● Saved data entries
*-*-*
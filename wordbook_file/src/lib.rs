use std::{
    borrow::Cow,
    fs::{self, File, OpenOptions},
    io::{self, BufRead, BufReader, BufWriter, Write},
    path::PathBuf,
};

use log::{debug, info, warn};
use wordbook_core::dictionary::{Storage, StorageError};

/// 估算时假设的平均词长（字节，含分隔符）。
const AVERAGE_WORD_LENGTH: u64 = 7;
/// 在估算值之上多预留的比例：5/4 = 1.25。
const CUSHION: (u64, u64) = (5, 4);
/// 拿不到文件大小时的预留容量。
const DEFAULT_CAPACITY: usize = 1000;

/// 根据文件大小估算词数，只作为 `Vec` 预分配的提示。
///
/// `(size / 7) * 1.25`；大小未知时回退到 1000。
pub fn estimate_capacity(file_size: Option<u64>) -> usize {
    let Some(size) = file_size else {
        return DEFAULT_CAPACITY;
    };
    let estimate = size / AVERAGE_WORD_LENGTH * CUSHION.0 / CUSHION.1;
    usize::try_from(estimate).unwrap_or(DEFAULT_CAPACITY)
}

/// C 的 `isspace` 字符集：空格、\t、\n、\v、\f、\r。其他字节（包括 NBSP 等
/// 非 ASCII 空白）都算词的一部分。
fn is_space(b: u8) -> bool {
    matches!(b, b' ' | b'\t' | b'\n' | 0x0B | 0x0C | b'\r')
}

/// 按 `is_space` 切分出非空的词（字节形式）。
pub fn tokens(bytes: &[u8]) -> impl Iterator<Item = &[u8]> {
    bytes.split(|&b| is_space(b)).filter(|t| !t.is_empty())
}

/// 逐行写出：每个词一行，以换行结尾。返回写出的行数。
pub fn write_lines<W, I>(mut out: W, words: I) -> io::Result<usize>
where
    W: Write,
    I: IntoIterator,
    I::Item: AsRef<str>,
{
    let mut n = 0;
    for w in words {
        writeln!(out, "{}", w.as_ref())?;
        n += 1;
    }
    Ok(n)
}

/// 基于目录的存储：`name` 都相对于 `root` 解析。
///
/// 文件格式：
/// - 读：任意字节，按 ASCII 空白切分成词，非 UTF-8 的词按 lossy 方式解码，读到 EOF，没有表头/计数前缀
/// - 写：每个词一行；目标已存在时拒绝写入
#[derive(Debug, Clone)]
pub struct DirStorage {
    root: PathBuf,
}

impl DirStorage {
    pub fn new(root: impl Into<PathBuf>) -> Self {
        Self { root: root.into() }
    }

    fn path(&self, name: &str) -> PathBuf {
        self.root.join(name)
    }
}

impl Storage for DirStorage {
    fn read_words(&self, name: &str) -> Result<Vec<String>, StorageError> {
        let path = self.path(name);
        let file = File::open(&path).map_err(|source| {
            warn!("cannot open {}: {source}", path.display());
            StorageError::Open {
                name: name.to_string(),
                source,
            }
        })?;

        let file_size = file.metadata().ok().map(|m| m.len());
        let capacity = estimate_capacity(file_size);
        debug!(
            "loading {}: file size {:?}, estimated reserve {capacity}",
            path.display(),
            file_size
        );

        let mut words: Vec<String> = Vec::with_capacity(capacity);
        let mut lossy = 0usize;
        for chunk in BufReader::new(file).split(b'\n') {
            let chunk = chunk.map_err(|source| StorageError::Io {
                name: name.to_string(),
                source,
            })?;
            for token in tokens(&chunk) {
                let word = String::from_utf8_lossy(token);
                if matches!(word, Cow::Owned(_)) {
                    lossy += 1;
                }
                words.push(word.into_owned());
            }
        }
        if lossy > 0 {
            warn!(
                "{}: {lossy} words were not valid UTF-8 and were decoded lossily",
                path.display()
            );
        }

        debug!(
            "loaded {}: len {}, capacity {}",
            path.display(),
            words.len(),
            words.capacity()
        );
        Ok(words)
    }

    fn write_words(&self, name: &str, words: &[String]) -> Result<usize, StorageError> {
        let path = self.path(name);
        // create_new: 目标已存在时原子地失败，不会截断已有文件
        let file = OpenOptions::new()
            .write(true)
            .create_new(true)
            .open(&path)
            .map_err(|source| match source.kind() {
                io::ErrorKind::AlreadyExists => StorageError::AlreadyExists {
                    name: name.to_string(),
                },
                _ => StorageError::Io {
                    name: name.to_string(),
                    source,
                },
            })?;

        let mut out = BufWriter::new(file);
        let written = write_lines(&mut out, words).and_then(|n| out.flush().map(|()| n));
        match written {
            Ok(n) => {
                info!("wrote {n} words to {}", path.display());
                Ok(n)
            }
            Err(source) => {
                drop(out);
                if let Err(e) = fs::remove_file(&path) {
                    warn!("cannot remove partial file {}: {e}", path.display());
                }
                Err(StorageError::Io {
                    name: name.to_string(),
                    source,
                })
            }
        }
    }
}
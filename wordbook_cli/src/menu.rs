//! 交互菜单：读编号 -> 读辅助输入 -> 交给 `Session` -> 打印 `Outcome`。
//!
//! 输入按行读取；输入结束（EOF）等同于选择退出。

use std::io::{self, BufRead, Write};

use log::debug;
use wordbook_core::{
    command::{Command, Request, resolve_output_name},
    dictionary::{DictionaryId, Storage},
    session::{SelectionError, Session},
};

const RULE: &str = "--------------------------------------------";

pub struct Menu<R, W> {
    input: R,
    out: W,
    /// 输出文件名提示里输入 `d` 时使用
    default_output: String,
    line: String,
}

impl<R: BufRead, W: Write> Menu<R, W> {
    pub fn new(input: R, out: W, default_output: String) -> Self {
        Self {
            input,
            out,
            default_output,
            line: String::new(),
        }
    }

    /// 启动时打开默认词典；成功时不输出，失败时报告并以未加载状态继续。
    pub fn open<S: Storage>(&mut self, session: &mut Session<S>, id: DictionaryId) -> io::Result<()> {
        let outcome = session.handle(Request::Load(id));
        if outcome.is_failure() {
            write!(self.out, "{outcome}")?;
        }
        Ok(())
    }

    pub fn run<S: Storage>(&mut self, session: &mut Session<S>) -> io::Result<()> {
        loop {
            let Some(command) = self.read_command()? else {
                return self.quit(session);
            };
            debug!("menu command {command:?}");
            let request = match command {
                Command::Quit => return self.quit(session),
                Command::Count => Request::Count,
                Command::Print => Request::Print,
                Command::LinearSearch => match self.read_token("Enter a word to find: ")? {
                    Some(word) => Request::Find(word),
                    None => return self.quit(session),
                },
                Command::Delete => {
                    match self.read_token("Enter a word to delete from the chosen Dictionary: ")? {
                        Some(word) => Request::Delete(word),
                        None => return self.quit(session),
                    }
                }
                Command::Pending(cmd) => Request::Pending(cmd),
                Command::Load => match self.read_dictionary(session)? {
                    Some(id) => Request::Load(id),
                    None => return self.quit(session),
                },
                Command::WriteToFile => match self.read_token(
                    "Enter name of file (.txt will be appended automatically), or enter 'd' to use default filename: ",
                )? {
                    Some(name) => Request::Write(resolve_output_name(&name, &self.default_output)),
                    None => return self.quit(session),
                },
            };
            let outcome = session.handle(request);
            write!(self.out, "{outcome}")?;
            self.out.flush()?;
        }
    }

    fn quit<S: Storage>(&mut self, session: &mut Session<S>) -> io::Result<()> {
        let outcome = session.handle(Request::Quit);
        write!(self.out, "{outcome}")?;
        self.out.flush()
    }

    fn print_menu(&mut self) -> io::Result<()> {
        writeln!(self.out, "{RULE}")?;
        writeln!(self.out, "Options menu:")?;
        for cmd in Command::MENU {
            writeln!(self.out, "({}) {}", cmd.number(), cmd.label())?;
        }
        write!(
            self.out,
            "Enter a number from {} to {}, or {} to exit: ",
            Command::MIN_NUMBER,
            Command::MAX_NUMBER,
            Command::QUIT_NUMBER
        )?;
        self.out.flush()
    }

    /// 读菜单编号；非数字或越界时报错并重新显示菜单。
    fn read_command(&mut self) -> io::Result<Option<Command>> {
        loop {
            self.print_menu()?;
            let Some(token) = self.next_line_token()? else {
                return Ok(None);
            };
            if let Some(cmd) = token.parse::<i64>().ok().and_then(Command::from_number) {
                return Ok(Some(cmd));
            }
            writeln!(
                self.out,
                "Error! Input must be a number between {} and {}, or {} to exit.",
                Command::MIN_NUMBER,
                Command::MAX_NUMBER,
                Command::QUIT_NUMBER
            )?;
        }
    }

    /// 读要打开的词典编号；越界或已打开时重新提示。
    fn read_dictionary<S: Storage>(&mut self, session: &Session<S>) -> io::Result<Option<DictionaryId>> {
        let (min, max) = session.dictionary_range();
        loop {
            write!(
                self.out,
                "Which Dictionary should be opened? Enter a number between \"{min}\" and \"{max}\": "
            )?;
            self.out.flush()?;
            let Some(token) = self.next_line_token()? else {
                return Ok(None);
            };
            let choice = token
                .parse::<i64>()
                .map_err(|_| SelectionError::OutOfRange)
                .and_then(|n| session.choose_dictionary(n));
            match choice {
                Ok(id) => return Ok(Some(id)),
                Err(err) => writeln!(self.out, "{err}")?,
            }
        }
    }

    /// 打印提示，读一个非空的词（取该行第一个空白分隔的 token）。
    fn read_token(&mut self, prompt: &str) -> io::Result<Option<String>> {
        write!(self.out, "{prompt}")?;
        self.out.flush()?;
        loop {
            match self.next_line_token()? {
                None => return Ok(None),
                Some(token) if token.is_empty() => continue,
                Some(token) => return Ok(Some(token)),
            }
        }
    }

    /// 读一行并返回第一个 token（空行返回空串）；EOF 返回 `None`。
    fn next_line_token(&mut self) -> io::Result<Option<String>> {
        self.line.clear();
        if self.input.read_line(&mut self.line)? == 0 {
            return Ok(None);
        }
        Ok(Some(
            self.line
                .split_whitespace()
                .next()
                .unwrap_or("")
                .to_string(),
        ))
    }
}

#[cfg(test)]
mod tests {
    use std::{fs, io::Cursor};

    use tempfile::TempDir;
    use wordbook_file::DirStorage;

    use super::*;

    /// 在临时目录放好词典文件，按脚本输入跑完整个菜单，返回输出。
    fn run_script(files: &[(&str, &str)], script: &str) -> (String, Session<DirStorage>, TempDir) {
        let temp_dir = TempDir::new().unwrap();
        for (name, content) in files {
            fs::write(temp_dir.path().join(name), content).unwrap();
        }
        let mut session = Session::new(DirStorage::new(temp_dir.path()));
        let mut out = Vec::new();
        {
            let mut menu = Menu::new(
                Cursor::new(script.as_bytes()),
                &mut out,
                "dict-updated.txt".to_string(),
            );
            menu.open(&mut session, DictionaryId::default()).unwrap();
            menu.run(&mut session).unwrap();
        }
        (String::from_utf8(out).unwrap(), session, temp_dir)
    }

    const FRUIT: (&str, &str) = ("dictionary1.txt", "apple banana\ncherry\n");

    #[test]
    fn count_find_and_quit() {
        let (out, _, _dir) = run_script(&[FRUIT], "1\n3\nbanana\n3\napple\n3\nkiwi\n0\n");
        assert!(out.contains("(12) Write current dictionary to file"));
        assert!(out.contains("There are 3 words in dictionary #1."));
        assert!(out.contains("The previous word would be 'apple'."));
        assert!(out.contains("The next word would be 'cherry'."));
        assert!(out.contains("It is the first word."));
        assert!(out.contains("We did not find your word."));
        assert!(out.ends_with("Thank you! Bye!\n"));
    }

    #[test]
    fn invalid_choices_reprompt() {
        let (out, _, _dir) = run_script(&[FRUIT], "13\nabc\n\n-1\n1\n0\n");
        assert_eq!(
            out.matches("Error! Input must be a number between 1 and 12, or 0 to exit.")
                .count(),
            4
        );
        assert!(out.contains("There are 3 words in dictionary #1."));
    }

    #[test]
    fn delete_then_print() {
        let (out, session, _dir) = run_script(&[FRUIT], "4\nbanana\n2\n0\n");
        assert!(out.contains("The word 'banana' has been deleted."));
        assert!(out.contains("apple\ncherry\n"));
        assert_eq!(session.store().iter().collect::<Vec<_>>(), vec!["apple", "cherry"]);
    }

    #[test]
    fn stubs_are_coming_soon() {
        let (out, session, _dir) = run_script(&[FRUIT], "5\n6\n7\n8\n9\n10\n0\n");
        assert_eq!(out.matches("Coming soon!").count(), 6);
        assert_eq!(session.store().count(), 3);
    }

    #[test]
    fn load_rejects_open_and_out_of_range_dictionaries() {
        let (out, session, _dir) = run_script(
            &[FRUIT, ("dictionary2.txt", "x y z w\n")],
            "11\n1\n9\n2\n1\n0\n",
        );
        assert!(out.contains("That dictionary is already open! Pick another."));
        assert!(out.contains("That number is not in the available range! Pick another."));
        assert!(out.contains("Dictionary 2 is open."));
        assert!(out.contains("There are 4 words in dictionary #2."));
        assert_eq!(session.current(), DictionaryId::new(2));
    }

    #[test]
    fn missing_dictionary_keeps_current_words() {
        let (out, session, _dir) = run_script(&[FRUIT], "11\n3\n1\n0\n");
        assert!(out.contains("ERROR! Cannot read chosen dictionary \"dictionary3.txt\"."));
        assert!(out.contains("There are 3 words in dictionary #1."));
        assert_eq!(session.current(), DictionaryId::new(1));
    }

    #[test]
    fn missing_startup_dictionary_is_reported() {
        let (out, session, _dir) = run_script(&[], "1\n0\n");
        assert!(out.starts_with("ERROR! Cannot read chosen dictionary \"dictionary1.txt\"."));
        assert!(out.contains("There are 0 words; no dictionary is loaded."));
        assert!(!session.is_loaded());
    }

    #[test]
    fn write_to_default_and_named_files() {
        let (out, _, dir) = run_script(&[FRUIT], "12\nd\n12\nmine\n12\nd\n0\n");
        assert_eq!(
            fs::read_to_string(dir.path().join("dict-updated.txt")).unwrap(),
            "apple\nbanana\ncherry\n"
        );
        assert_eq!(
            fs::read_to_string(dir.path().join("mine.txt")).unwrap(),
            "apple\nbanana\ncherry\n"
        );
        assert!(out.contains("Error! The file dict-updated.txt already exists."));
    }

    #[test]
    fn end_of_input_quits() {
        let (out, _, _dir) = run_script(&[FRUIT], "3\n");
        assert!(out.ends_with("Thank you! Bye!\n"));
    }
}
*-*-*
● Your objective
Gather up every line in the data above that contains the word "else", copying each one.

● Answer to this exercise
    let Some(size) = file_size else {
            let Some(command) = self.read_command()? else {
            let Some(token) = self.next_line_token()? else {
            let Some(token) = self.next_line_token()? else {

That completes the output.